#### RECORDS SUPPLIED ####

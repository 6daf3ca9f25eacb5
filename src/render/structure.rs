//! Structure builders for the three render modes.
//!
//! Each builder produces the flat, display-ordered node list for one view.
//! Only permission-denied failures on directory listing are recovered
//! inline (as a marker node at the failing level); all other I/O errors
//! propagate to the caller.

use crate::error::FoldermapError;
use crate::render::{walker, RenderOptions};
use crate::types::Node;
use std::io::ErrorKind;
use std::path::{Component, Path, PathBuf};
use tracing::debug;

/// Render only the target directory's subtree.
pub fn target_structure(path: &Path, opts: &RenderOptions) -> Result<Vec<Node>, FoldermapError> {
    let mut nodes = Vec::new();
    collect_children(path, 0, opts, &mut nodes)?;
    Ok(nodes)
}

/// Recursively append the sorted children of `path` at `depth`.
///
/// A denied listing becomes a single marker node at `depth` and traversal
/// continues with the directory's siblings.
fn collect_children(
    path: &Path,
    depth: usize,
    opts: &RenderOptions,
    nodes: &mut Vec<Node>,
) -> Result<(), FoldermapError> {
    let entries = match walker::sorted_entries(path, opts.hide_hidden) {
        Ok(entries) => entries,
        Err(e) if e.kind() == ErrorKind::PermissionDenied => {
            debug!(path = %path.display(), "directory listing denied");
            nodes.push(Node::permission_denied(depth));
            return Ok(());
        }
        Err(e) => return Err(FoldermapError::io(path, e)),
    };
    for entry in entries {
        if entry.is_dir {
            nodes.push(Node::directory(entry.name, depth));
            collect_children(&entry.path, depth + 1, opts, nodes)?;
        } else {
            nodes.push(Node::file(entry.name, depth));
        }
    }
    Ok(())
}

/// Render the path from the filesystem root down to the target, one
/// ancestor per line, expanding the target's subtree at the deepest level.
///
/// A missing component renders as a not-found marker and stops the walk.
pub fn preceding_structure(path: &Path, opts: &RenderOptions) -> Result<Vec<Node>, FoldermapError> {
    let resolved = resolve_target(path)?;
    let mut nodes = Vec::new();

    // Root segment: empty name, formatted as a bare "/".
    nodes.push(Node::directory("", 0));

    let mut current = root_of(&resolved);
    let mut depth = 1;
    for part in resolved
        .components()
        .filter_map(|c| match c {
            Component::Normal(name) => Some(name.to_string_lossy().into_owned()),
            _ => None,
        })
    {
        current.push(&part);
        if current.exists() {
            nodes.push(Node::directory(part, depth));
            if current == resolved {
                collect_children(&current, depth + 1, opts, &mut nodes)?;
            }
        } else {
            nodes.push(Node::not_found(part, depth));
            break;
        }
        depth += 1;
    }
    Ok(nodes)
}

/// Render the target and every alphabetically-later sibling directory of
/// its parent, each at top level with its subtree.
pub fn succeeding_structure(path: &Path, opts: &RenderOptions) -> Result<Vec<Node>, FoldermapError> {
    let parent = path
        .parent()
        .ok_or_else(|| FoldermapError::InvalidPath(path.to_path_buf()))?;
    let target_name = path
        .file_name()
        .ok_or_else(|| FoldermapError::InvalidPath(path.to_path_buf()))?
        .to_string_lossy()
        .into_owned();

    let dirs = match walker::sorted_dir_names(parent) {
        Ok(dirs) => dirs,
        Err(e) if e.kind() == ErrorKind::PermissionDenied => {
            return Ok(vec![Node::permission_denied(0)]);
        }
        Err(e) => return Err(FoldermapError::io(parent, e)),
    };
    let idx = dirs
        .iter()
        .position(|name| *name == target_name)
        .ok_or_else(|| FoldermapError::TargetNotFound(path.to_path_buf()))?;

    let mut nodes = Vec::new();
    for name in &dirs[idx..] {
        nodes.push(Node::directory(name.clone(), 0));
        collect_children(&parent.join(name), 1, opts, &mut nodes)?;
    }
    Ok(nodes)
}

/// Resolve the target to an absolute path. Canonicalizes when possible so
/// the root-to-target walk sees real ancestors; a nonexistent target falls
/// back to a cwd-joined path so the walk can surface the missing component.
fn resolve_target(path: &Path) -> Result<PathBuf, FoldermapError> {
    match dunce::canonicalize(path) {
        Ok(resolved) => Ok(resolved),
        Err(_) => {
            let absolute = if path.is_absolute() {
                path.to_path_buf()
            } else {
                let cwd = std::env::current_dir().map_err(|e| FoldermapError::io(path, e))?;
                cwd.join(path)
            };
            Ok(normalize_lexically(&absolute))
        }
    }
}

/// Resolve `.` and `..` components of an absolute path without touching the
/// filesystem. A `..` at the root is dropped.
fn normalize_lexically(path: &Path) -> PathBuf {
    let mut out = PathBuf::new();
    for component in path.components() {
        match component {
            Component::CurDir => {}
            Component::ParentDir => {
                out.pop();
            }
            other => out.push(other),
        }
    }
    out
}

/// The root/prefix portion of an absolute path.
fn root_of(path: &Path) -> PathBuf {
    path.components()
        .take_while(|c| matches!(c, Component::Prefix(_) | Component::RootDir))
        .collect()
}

####
#### RECORDS SUPPLIED ####

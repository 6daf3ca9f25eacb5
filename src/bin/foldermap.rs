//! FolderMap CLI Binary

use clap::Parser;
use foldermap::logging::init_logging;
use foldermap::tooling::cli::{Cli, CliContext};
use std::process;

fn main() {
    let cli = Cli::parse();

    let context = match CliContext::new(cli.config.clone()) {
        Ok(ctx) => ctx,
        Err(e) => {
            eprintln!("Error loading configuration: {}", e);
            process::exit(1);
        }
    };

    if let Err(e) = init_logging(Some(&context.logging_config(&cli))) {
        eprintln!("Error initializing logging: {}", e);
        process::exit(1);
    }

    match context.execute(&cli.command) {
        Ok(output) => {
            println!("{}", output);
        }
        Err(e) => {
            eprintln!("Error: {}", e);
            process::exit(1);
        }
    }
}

####

» **ASSIGNED TASK**
Every line above that holds the word "process" should be copied out.

» **EXERCISE OUTPUT**
use std::process;
            process::exit(1);
        process::exit(1);
            process::exit(1);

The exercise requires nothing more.